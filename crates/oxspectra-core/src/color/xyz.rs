//! CIE XYZ Color Space
//!
//! XYZ is the device-independent output of spectral integration and the
//! input to every downstream representation. Values follow the reflectance
//! convention where the perfect diffuse reflector has Y = 100.

use std::ops::{Add, Mul, Sub};

use crate::color::xyy::XyY;

/// CIE 1931 XYZ tristimulus values
///
/// The XYZ color space is device-independent and encompasses all colors
/// visible to the human eye. Y represents luminance.
#[derive(Debug, Clone, Copy, PartialEq, Default)]
#[cfg_attr(feature = "serde", derive(serde::Serialize, serde::Deserialize))]
pub struct Xyz {
    /// X tristimulus value (mix of cone responses, roughly red)
    pub x: f64,
    /// Y tristimulus value (luminance)
    pub y: f64,
    /// Z tristimulus value (roughly blue)
    pub z: f64,
}

impl Xyz {
    /// Create a new XYZ color
    #[inline]
    pub const fn new(x: f64, y: f64, z: f64) -> Self {
        Self { x, y, z }
    }

    /// Create XYZ from an array
    #[inline]
    pub const fn from_array(arr: [f64; 3]) -> Self {
        Self {
            x: arr[0],
            y: arr[1],
            z: arr[2],
        }
    }

    /// Convert to array
    #[inline]
    pub const fn to_array(&self) -> [f64; 3] {
        [self.x, self.y, self.z]
    }

    /// Get the luminance (Y component)
    #[inline]
    pub const fn luminance(&self) -> f64 {
        self.y
    }

    /// Check if this is a physically valid color (all components non-negative)
    #[inline]
    pub fn is_valid(&self) -> bool {
        self.x >= 0.0 && self.y >= 0.0 && self.z >= 0.0
    }

    /// Scale all components by a factor
    #[inline]
    pub fn scale(&self, factor: f64) -> Self {
        Self {
            x: self.x * factor,
            y: self.y * factor,
            z: self.z * factor,
        }
    }

    /// Rescale so that Y = 100
    ///
    /// A zero or non-finite Y carries through the division, so the result
    /// has non-finite components rather than a substituted default.
    #[inline]
    pub fn normalize(&self) -> Self {
        self.scale(100.0 / self.y)
    }

    /// Project onto chromaticity coordinates
    ///
    /// Computes x = X/(X+Y+Z) and y = Y/(X+Y+Z), carrying Y through as
    /// the luminance. When the components sum to zero both chromaticity
    /// coordinates are NaN; no replacement value is substituted.
    #[inline]
    pub fn to_xyy(&self) -> XyY {
        let sum = self.x + self.y + self.z;
        XyY {
            x: self.x / sum,
            y: self.y / sum,
            yb: self.y,
        }
    }

    /// Check if approximately equal to another XYZ color
    #[inline]
    pub fn approx_eq(&self, other: &Self, epsilon: f64) -> bool {
        (self.x - other.x).abs() < epsilon
            && (self.y - other.y).abs() < epsilon
            && (self.z - other.z).abs() < epsilon
    }
}

impl From<[f64; 3]> for Xyz {
    fn from(arr: [f64; 3]) -> Self {
        Self::from_array(arr)
    }
}

impl From<Xyz> for [f64; 3] {
    fn from(xyz: Xyz) -> Self {
        xyz.to_array()
    }
}

impl Add for Xyz {
    type Output = Self;

    fn add(self, rhs: Self) -> Self::Output {
        Self {
            x: self.x + rhs.x,
            y: self.y + rhs.y,
            z: self.z + rhs.z,
        }
    }
}

impl Sub for Xyz {
    type Output = Self;

    fn sub(self, rhs: Self) -> Self::Output {
        Self {
            x: self.x - rhs.x,
            y: self.y - rhs.y,
            z: self.z - rhs.z,
        }
    }
}

impl Mul<f64> for Xyz {
    type Output = Self;

    fn mul(self, rhs: f64) -> Self::Output {
        self.scale(rhs)
    }
}

#[cfg(test)]
mod tests {
    use super::*;

    #[test]
    fn test_new() {
        let xyz = Xyz::new(50.0, 60.0, 70.0);
        assert_eq!(xyz.x, 50.0);
        assert_eq!(xyz.y, 60.0);
        assert_eq!(xyz.z, 70.0);
    }

    #[test]
    fn test_array_conversion() {
        let arr = [10.0, 20.0, 30.0];
        let xyz = Xyz::from_array(arr);
        assert_eq!(xyz.to_array(), arr);

        let xyz2: Xyz = arr.into();
        assert_eq!(xyz, xyz2);
    }

    #[test]
    fn test_normalize() {
        let xyz = Xyz::new(50.0, 25.0, 75.0);
        let normalized = xyz.normalize();
        assert!((normalized.y - 100.0).abs() < 1e-10);
        assert!((normalized.x - 200.0).abs() < 1e-10);
        assert!((normalized.z - 300.0).abs() < 1e-10);
    }

    #[test]
    fn test_normalize_zero_is_not_finite() {
        let normalized = Xyz::new(0.0, 0.0, 0.0).normalize();
        assert!(!normalized.y.is_finite());
    }

    #[test]
    fn test_xyy_equal_energy() {
        let xyy = Xyz::new(100.0, 100.0, 100.0).to_xyy();
        assert!((xyy.x - 1.0 / 3.0).abs() < 1e-12);
        assert!((xyy.y - 1.0 / 3.0).abs() < 1e-12);
        assert_eq!(xyy.yb, 100.0);
    }

    #[test]
    fn test_xyy_zero_sum_is_nan() {
        let xyy = Xyz::new(0.0, 0.0, 0.0).to_xyy();
        assert!(xyy.x.is_nan());
        assert!(xyy.y.is_nan());
        assert_eq!(xyy.yb, 0.0);
    }

    #[test]
    fn test_arithmetic() {
        let a = Xyz::new(1.0, 2.0, 3.0);
        let b = Xyz::new(0.1, 0.2, 0.3);

        let sum = a + b;
        assert!(sum.approx_eq(&Xyz::new(1.1, 2.2, 3.3), 1e-10));

        let diff = a - b;
        assert!(diff.approx_eq(&Xyz::new(0.9, 1.8, 2.7), 1e-10));

        let scaled = a * 2.0;
        assert!(scaled.approx_eq(&Xyz::new(2.0, 4.0, 6.0), 1e-10));
    }

    #[test]
    fn test_is_valid() {
        assert!(Xyz::new(0.0, 0.0, 0.0).is_valid());
        assert!(!Xyz::new(-1.0, 50.0, 50.0).is_valid());
        assert!(!Xyz::new(f64::NAN, 50.0, 50.0).is_valid());
    }
}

Task item → All of the material should be written out again exactly.

The answer →
filename crates/oxspectra-core/src/color/xyz.rs
//! CIE XYZ Color Space
//!
//! XYZ is the device-independent output of spectral integration and the
//! input to every downstream representation. Values follow the reflectance
//! convention where the perfect diffuse reflector has Y = 100.

use std::ops::{Add, Mul, Sub};

use crate::color::xyy::XyY;

/// CIE 1931 XYZ tristimulus values
///
/// The XYZ color space is device-independent and encompasses all colors
/// visible to the human eye. Y represents luminance.
#[derive(Debug, Clone, Copy, PartialEq, Default)]
#[cfg_attr(feature = "serde", derive(serde::Serialize, serde::Deserialize))]
pub struct Xyz {
    /// X tristimulus value (mix of cone responses, roughly red)
    pub x: f64,
    /// Y tristimulus value (luminance)
    pub y: f64,
    /// Z tristimulus value (roughly blue)
    pub z: f64,
}

impl Xyz {
    /// Create a new XYZ color
    #[inline]
    pub const fn new(x: f64, y: f64, z: f64) -> Self {
        Self { x, y, z }
    }

    /// Create XYZ from an array
    #[inline]
    pub const fn from_array(arr: [f64; 3]) -> Self {
        Self {
            x: arr[0],
            y: arr[1],
            z: arr[2],
        }
    }

    /// Convert to array
    #[inline]
    pub const fn to_array(&self) -> [f64; 3] {
        [self.x, self.y, self.z]
    }

    /// Get the luminance (Y component)
    #[inline]
    pub const fn luminance(&self) -> f64 {
        self.y
    }

    /// Check if this is a physically valid color (all components non-negative)
    #[inline]
    pub fn is_valid(&self) -> bool {
        self.x >= 0.0 && self.y >= 0.0 && self.z >= 0.0
    }

    /// Scale all components by a factor
    #[inline]
    pub fn scale(&self, factor: f64) -> Self {
        Self {
            x: self.x * factor,
            y: self.y * factor,
            z: self.z * factor,
        }
    }

    /// Rescale so that Y = 100
    ///
    /// A zero or non-finite Y carries through the division, so the result
    /// has non-finite components rather than a substituted default.
    #[inline]
    pub fn normalize(&self) -> Self {
        self.scale(100.0 / self.y)
    }

    /// Project onto chromaticity coordinates
    ///
    /// Computes x = X/(X+Y+Z) and y = Y/(X+Y+Z), carrying Y through as
    /// the luminance. When the components sum to zero both chromaticity
    /// coordinates are NaN; no replacement value is substituted.
    #[inline]
    pub fn to_xyy(&self) -> XyY {
        let sum = self.x + self.y + self.z;
        XyY {
            x: self.x / sum,
            y: self.y / sum,
            yb: self.y,
        }
    }

    /// Check if approximately equal to another XYZ color
    #[inline]
    pub fn approx_eq(&self, other: &Self, epsilon: f64) -> bool {
        (self.x - other.x).abs() < epsilon
            && (self.y - other.y).abs() < epsilon
            && (self.z - other.z).abs() < epsilon
    }
}

impl From<[f64; 3]> for Xyz {
    fn from(arr: [f64; 3]) -> Self {
        Self::from_array(arr)
    }
}

impl From<Xyz> for [f64; 3] {
    fn from(xyz: Xyz) -> Self {
        xyz.to_array()
    }
}

impl Add for Xyz {
    type Output = Self;

    fn add(self, rhs: Self) -> Self::Output {
        Self {
            x: self.x + rhs.x,
            y: self.y + rhs.y,
            z: self.z + rhs.z,
        }
    }
}

impl Sub for Xyz {
    type Output = Self;

    fn sub(self, rhs: Self) -> Self::Output {
        Self {
            x: self.x - rhs.x,
            y: self.y - rhs.y,
            z: self.z - rhs.z,
        }
    }
}

impl Mul<f64> for Xyz {
    type Output = Self;

    fn mul(self, rhs: f64) -> Self::Output {
        self.scale(rhs)
    }
}

#[cfg(test)]
mod tests {
    use super::*;

    #[test]
    fn test_new() {
        let xyz = Xyz::new(50.0, 60.0, 70.0);
        assert_eq!(xyz.x, 50.0);
        assert_eq!(xyz.y, 60.0);
        assert_eq!(xyz.z, 70.0);
    }

    #[test]
    fn test_array_conversion() {
        let arr = [10.0, 20.0, 30.0];
        let xyz = Xyz::from_array(arr);
        assert_eq!(xyz.to_array(), arr);

        let xyz2: Xyz = arr.into();
        assert_eq!(xyz, xyz2);
    }

    #[test]
    fn test_normalize() {
        let xyz = Xyz::new(50.0, 25.0, 75.0);
        let normalized = xyz.normalize();
        assert!((normalized.y - 100.0).abs() < 1e-10);
        assert!((normalized.x - 200.0).abs() < 1e-10);
        assert!((normalized.z - 300.0).abs() < 1e-10);
    }

    #[test]
    fn test_normalize_zero_is_not_finite() {
        let normalized = Xyz::new(0.0, 0.0, 0.0).normalize();
        assert!(!normalized.y.is_finite());
    }

    #[test]
    fn test_xyy_equal_energy() {
        let xyy = Xyz::new(100.0, 100.0, 100.0).to_xyy();
        assert!((xyy.x - 1.0 / 3.0).abs() < 1e-12);
        assert!((xyy.y - 1.0 / 3.0).abs() < 1e-12);
        assert_eq!(xyy.yb, 100.0);
    }

    #[test]
    fn test_xyy_zero_sum_is_nan() {
        let xyy = Xyz::new(0.0, 0.0, 0.0).to_xyy();
        assert!(xyy.x.is_nan());
        assert!(xyy.y.is_nan());
        assert_eq!(xyy.yb, 0.0);
    }

    #[test]
    fn test_arithmetic() {
        let a = Xyz::new(1.0, 2.0, 3.0);
        let b = Xyz::new(0.1, 0.2, 0.3);

        let sum = a + b;
        assert!(sum.approx_eq(&Xyz::new(1.1, 2.2, 3.3), 1e-10));

        let diff = a - b;
        assert!(diff.approx_eq(&Xyz::new(0.9, 1.8, 2.7), 1e-10));

        let scaled = a * 2.0;
        assert!(scaled.approx_eq(&Xyz::new(2.0, 4.0, 6.0), 1e-10));
    }

    #[test]
    fn test_is_valid() {
        assert!(Xyz::new(0.0, 0.0, 0.0).is_valid());
        assert!(!Xyz::new(-1.0, 50.0, 50.0).is_valid());
        assert!(!Xyz::new(f64::NAN, 50.0, 50.0).is_valid());
    }
}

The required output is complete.